There is virtually no economic sector on Earth that has not been impacted by the spread of the novel coronavirus, but few have been as thoroughly battered as the global energy industry. As industries and nations shut down around the world, the demand for oil plummeted, taking oil prices down with it, and the energy consumption patterns of the average person changed radically. In China, the nation’s severe shutdowns to contain the spread of COVID-19 curbed so many industrial sectors and took so many vehicles off the road that the novel coronavirus has indirectly saved lives on the whole by mitigating the country’s typically deadly levels of air pollution. Even the most conservative estimates show that an additional 4,000 children under the age of 5 and 73,000 elderly Chinese citizens over the age of 70 would have died in a business-as-usual scenario.
In the United States, energy consumption has tumbled to a 16-year low, a bad omen for the U.S. economy as a whole. The average amount of energy usage in the United States, according to the Indicator from NPR’s Planet Money, is an especially valuable indicator of how the economy is doing overall. “How much electricity the country uses tends to match how much the economy is growing or shrinking really closely,” said Cardiff Garcia, one of the show’s hosts, in an April report. “It can tell us how much worse the economy is getting in real-time, and it should also tell us when the economy has started to recover.”
But now, the nation is starting to reopen, and as people head back out into the world, get back to work, and resume their daily commutes, energy demand and fuel demand are starting to rebound as well. “As the nation reopens, gas prices rise,” USA Today reported this week. “According to fuel-savings app GasBuddy, the national average price of gasoline has risen for the sixth consecutive week from the low of $1.74 per gallon in April, and increases are expected throughout the summer.”
As we head into the summer vacation season, families rekindle their summer plans, and road trips are back on the menu, gas prices will almost certainly continue to climb throughout the summer. While this may not sound like great news to consumers, it is a huge relief to U.S. markets, where the shale industry has taken a beating like no other.
After the West Texas Intermediate crude benchmark plummeted below zero in an unprecedented dive, closing out April 20 at nearly negative $40 per barrel, the global oil industry has been in a frenzy trying to recover oil prices. As the world watched to see whether the Brent international crude benchmark would follow its U.S. counterpart into negative territory, OPEC+ countries pledged to massive production cuts and the West Texas Permian Basin was rocked by a wave of bankruptcies, shut-in wells, and huge swaths of fired and furloughed employees. Now, these measures, as well as the gradual reopening of the economy, has led to a (tentative) climb in oil prices.

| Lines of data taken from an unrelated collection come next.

use ratatui::style::{Color, Modifier, Style};

/// Style table consumed by the components. One dark palette; nothing here is
/// user-configurable.
#[derive(Debug, Clone, PartialEq)]
pub struct Theme {
    pub border: Style,
    pub border_focus: Style,

    pub header: Style,
    pub header_logo: Style,
    pub header_item: Style,

    pub tab_active: Style,
    pub tab_inactive: Style,

    pub input: Style,
    pub input_hint: Style,

    pub panel_title: Style,
    pub panel_hint: Style,
    pub chip: Style,
    pub chip_selected: Style,

    pub result_title: Style,
    pub result_snippet: Style,
    pub result_url: Style,

    pub status_ready: Style,
    pub status_info: Style,
    pub status_error: Style,

    pub footer: Style,
    pub footer_key: Style,
    pub footer_desc: Style,
}

impl Default for Theme {
    fn default() -> Self {
        let fg = Color::Rgb(205, 214, 244);
        let dim = Color::Rgb(127, 132, 156);
        let surface = Color::Rgb(49, 50, 68);
        let accent = Color::Rgb(137, 180, 250);
        let green = Color::Rgb(166, 227, 161);
        let red = Color::Rgb(243, 139, 168);
        let yellow = Color::Rgb(249, 226, 175);

        Self {
            border: Style::default().fg(surface),
            border_focus: Style::default().fg(accent),

            header: Style::default().fg(fg).bg(surface),
            header_logo: Style::default()
                .fg(Color::Rgb(30, 30, 46))
                .bg(accent)
                .add_modifier(Modifier::BOLD),
            header_item: Style::default().fg(dim).bg(surface),

            tab_active: Style::default()
                .fg(accent)
                .add_modifier(Modifier::BOLD | Modifier::UNDERLINED),
            tab_inactive: Style::default().fg(dim),

            input: Style::default().fg(fg),
            input_hint: Style::default().fg(dim).add_modifier(Modifier::ITALIC),

            panel_title: Style::default().fg(yellow).add_modifier(Modifier::BOLD),
            panel_hint: Style::default().fg(dim),
            chip: Style::default().fg(fg).bg(surface),
            chip_selected: Style::default()
                .fg(Color::Rgb(30, 30, 46))
                .bg(accent)
                .add_modifier(Modifier::BOLD),

            result_title: Style::default().fg(fg).add_modifier(Modifier::BOLD),
            result_snippet: Style::default().fg(dim),
            result_url: Style::default()
                .fg(accent)
                .add_modifier(Modifier::UNDERLINED),

            status_ready: Style::default().fg(green),
            status_info: Style::default().fg(yellow),
            status_error: Style::default().fg(red).add_modifier(Modifier::BOLD),

            footer: Style::default().fg(dim),
            footer_key: Style::default()
                .fg(Color::Rgb(30, 30, 46))
                .bg(dim)
                .add_modifier(Modifier::BOLD),
            footer_desc: Style::default().fg(dim),
        }
    }
}
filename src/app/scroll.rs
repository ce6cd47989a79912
use std::time::{Duration, Instant};

/// Ease-in-out quadratic curve. Accelerates until the halfway point, then
/// decelerates symmetrically: `f(0)=0`, `f(0.5)=0.5`, `f(1)=1`.
#[must_use]
pub fn ease_in_out_quad(t: f64) -> f64 {
    let t = t.clamp(0.0, 1.0);
    if t < 0.5 {
        2.0 * t * t
    } else {
        1.0 - (-2.0 * t + 2.0).powi(2) / 2.0
    }
}

/// A time-based interpolation from one scroll offset to another. The
/// animation is plain state owned by `AppState`; replacing or dropping it
/// cancels any further frames, so nothing keeps running after the view that
/// started it is gone.
#[derive(Debug, Clone, Copy, PartialEq)]
pub struct ScrollAnimation {
    start: f64,
    distance: f64,
    started_at: Instant,
    duration: Duration,
}

impl ScrollAnimation {
    #[must_use]
    pub fn new(start: f64, target: f64, duration: Duration, now: Instant) -> Self {
        Self {
            start,
            distance: target - start,
            started_at: now,
            duration,
        }
    }

    fn progress(&self, now: Instant) -> f64 {
        // A degenerate duration degrades to an immediate jump to the target.
        if self.duration.is_zero() {
            return 1.0;
        }
        let elapsed = now.saturating_duration_since(self.started_at).as_secs_f64();
        (elapsed / self.duration.as_secs_f64()).clamp(0.0, 1.0)
    }

    /// Offset to display at `now`.
    #[must_use]
    pub fn sample(&self, now: Instant) -> f64 {
        self.start + self.distance * ease_in_out_quad(self.progress(now))
    }

    #[must_use]
    pub fn is_finished(&self, now: Instant) -> bool {
        now.saturating_duration_since(self.started_at) >= self.duration
    }

    #[must_use]
    pub fn target(&self) -> f64 {
        self.start + self.distance
    }
}

#[cfg(test)]
mod tests {
    use super::*;

    #[test]
    fn easing_hits_the_fixed_points() {
        assert_eq!(ease_in_out_quad(0.0), 0.0);
        assert_eq!(ease_in_out_quad(0.5), 0.5);
        assert_eq!(ease_in_out_quad(1.0), 1.0);
    }

    #[test]
    fn easing_is_monotonic_non_decreasing() {
        let mut last = 0.0;
        for i in 0..=1000 {
            let value = ease_in_out_quad(f64::from(i) / 1000.0);
            assert!(value >= last, "dipped at t={}", f64::from(i) / 1000.0);
            last = value;
        }
    }

    #[test]
    fn easing_clamps_out_of_range_input() {
        assert_eq!(ease_in_out_quad(-1.0), 0.0);
        assert_eq!(ease_in_out_quad(2.0), 1.0);
    }

    #[test]
    fn animation_interpolates_between_start_and_target() {
        let start = Instant::now();
        let anim = ScrollAnimation::new(0.0, 100.0, Duration::from_millis(400), start);

        assert_eq!(anim.sample(start), 0.0);
        assert_eq!(anim.sample(start + Duration::from_millis(200)), 50.0);
        assert_eq!(anim.sample(start + Duration::from_millis(400)), 100.0);
        assert!(anim.is_finished(start + Duration::from_millis(400)));
        assert!(!anim.is_finished(start + Duration::from_millis(399)));
    }

    #[test]
    fn animation_holds_target_after_the_deadline() {
        let start = Instant::now();
        let anim = ScrollAnimation::new(10.0, 20.0, Duration::from_millis(100), start);
        assert_eq!(anim.sample(start + Duration::from_secs(5)), 20.0);
    }

    #[test]
    fn zero_duration_jumps_straight_to_target() {
        let start = Instant::now();
        let anim = ScrollAnimation::new(0.0, 42.0, Duration::ZERO, start);
        assert_eq!(anim.sample(start), 42.0);
        assert!(anim.is_finished(start));
    }

    #[test]
    fn animation_can_scroll_upward() {
        let start = Instant::now();
        let anim = ScrollAnimation::new(80.0, 20.0, Duration::from_millis(200), start);
        assert_eq!(anim.sample(start + Duration::from_millis(100)), 50.0);
        assert_eq!(anim.target(), 20.0);
    }
}
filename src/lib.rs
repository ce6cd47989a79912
pub mod app;
pub mod components;
pub mod domain;
pub mod infrastructure;
pub mod theme;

“It’s no surprise that gasoline prices have increased for the sixth straight week as gasoline demand has hit its highest level since early March as Americans are returning to the roads,” Patrick DeHaan, head of petroleum analysis for GasBuddy, wrote in a June 8 blog post. Compare this to late March, “when most of the nation was under stay-at-home orders [and] the national average fell below $1.99 a gallon.” USA Today reports that “Several states had gas for less than $1 in April.”
There are still troubled waters ahead for the oil industry, however, especially in the U.S. where prices aren’t anywhere close to the $40 per barrel that the shale industry needs to break even. “While I don’t see oil’s strength holding too long given that oil demand remains 20-25% below a year ago, I believe the anxiety pushing oil prices up is coming from the fact that the economy may be recovering quicker than most anticipated,” DeHaan said. “For now, motorists will likely continue to see gas prices rising for the weeks ahead.”